[Start of Attachment]
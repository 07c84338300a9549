//! Presentation binding: the column spec.
//!
//! A [`TableSpec`] is the single contract between a record shape and every
//! rendering surface. The text table, the CSV export, the printable
//! document, and the board's table widget all feed from the same column
//! list, so field semantics never leak into presentation code.

/// Horizontal alignment of one column.
#[derive(Debug, Clone, Copy, PartialEq, Eq)]
pub enum Align {
    Left,
    Right,
}

/// One column: header, layout hints, and a cell extractor.
#[derive(Debug, Clone, Copy)]
pub struct Column<T> {
    pub header: &'static str,
    pub align: Align,
    /// Minimum width hint for fixed-layout renderers.
    pub width: u16,
    cell: fn(&T) -> String,
}

impl<T> Column<T> {
    #[must_use]
    pub const fn new(header: &'static str, width: u16, align: Align, cell: fn(&T) -> String) -> Self {
        Self {
            header,
            align,
            width,
            cell,
        }
    }

    #[must_use]
    pub fn cell(&self, record: &T) -> String {
        (self.cell)(record)
    }
}

/// Ordered column list for one record shape.
#[derive(Debug, Clone)]
pub struct TableSpec<T> {
    columns: Vec<Column<T>>,
}

impl<T> TableSpec<T> {
    #[must_use]
    pub fn new(columns: Vec<Column<T>>) -> Self {
        Self { columns }
    }

    #[must_use]
    pub fn columns(&self) -> &[Column<T>] {
        &self.columns
    }

    #[must_use]
    pub fn headers(&self) -> Vec<&'static str> {
        self.columns.iter().map(|c| c.header).collect()
    }

    #[must_use]
    pub fn row(&self, record: &T) -> Vec<String> {
        self.columns.iter().map(|c| c.cell(record)).collect()
    }

    /// Render an aligned plain-text table: header, rule, one line per row.
    #[must_use]
    pub fn render_text(&self, records: &[T]) -> String {
        let rows: Vec<Vec<String>> = records.iter().map(|r| self.row(r)).collect();
        let widths: Vec<usize> = self
            .columns
            .iter()
            .enumerate()
            .map(|(i, col)| {
                rows.iter()
                    .map(|row| row[i].chars().count())
                    .chain([col.header.chars().count(), col.width as usize])
                    .max()
                    .unwrap_or(0)
            })
            .collect();

        let mut out = String::new();
        out.push_str(&self.format_line(
            &self
                .columns
                .iter()
                .map(|c| c.header.to_string())
                .collect::<Vec<_>>(),
            &widths,
        ));
        out.push('\n');
        let rule_len = widths.iter().sum::<usize>() + 2 * widths.len().saturating_sub(1);
        out.push_str(&"-".repeat(rule_len));
        out.push('\n');
        for row in &rows {
            out.push_str(&self.format_line(row, &widths));
            out.push('\n');
        }
        out
    }

    fn format_line(&self, cells: &[String], widths: &[usize]) -> String {
        let mut parts = Vec::with_capacity(cells.len());
        for ((cell, col), width) in cells.iter().zip(&self.columns).zip(widths) {
            let pad = width.saturating_sub(cell.chars().count());
            let padded = match col.align {
                Align::Left => format!("{cell}{}", " ".repeat(pad)),
                Align::Right => format!("{}{cell}", " ".repeat(pad)),
            };
            parts.push(padded);
        }
        // Trailing spaces on the last column are noise.
        parts.join("  ").trim_end().to_string()
    }
}

#[cfg(test)]
mod tests {
    use super::*;

    struct Fixture {
        name: &'static str,
        score: u32,
    }

    fn spec() -> TableSpec<Fixture> {
        TableSpec::new(vec![
            Column::new("Name", 4, Align::Left, |f: &Fixture| f.name.to_string()),
            Column::new("Score", 5, Align::Right, |f: &Fixture| f.score.to_string()),
        ])
    }

    #[test]
    fn headers_and_rows_follow_column_order() {
        let spec = spec();
        assert_eq!(spec.headers(), ["Name", "Score"]);
        let row = spec.row(&Fixture {
            name: "Ana",
            score: 7,
        });
        assert_eq!(row, ["Ana", "7"]);
    }

    #[test]
    fn render_text_aligns_columns() {
        let spec = spec();
        let out = spec.render_text(&[
            Fixture {
                name: "Ana",
                score: 7,
            },
            Fixture {
                name: "Bojana",
                score: 112,
            },
        ]);
        let lines: Vec<&str> = out.lines().collect();
        assert_eq!(lines[0], "Name    Score");
        assert!(lines[1].chars().all(|c| c == '-'));
        assert_eq!(lines[2], "Ana         7");
        assert_eq!(lines[3], "Bojana    112");
    }

    #[test]
    fn render_text_of_empty_store_is_header_and_rule_only() {
        let out = spec().render_text(&[]);
        assert_eq!(out.lines().count(), 2);
    }
}
//! `vero board` — the interactive dashboard.

use crate::registry::ViewRegistry;
use crate::screen::ViewContext;
use crate::tui;
use anyhow::Result;
use clap::Args;

#[derive(Args, Debug)]
pub struct BoardArgs {
    /// View to open on (defaults to the configured board.default_view).
    #[arg(long, value_name = "KEY")]
    pub view: Option<String>,
}

pub fn run_board(
    args: &BoardArgs,
    registry: ViewRegistry,
    ctx: ViewContext,
    default_view: &str,
) -> Result<()> {
    let start = args.view.as_deref().unwrap_or(default_view);
    // Fail on a bad key before touching the terminal.
    registry.resolve(start)?;
    tui::board::run(registry, ctx, start)
}
//! Contract intelligence pipeline for PactLens.
//!
//! Ties storage, inference and retrieval together into the three stages a
//! caller can run against an uploaded contract: classification, full
//! analysis and conversation. [`ContractPipeline`] is the entry point.

pub mod analyze;
pub mod augment;
pub mod classify;
pub mod converse;
pub mod heuristics;
pub mod pipeline;
pub mod prompts;
pub mod retrieval;
pub mod validate;

#[cfg(test)]
mod testing;

pub use augment::{AugmentDecision, Decision, DecisionReason};
pub use classify::{Classification, ClassificationSource};
pub use converse::ChatAnswer;
pub use pipeline::{ContractPipeline, PipelineDeps};
pub use retrieval::{NormalizedResults, RetrievedItem};
pub use validate::OutputError;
[End of Attachment]
# AIM OF THE TASK
Nothing but the lines above from the one containing "#[derive(Debug, Clone, Copy)]" through the one containing "pub fn render_text(&self, records: &[T])" should appear in the answer, each repeated exactly.

# TASK RESPONSE
#[derive(Debug, Clone, Copy)]
pub struct Column<T> {
    pub header: &'static str,
    pub align: Align,
    /// Minimum width hint for fixed-layout renderers.
    pub width: u16,
    cell: fn(&T) -> String,
}

impl<T> Column<T> {
    #[must_use]
    pub const fn new(header: &'static str, width: u16, align: Align, cell: fn(&T) -> String) -> Self {
        Self {
            header,
            align,
            width,
            cell,
        }
    }

    #[must_use]
    pub fn cell(&self, record: &T) -> String {
        (self.cell)(record)
    }
}

/// Ordered column list for one record shape.
#[derive(Debug, Clone)]
pub struct TableSpec<T> {
    columns: Vec<Column<T>>,
}

impl<T> TableSpec<T> {
    #[must_use]
    pub fn new(columns: Vec<Column<T>>) -> Self {
        Self { columns }
    }

    #[must_use]
    pub fn columns(&self) -> &[Column<T>] {
        &self.columns
    }

    #[must_use]
    pub fn headers(&self) -> Vec<&'static str> {
        self.columns.iter().map(|c| c.header).collect()
    }

    #[must_use]
    pub fn row(&self, record: &T) -> Vec<String> {
        self.columns.iter().map(|c| c.cell(record)).collect()
    }

    /// Render an aligned plain-text table: header, rule, one line per row.
    #[must_use]
    pub fn render_text(&self, records: &[T]) -> String {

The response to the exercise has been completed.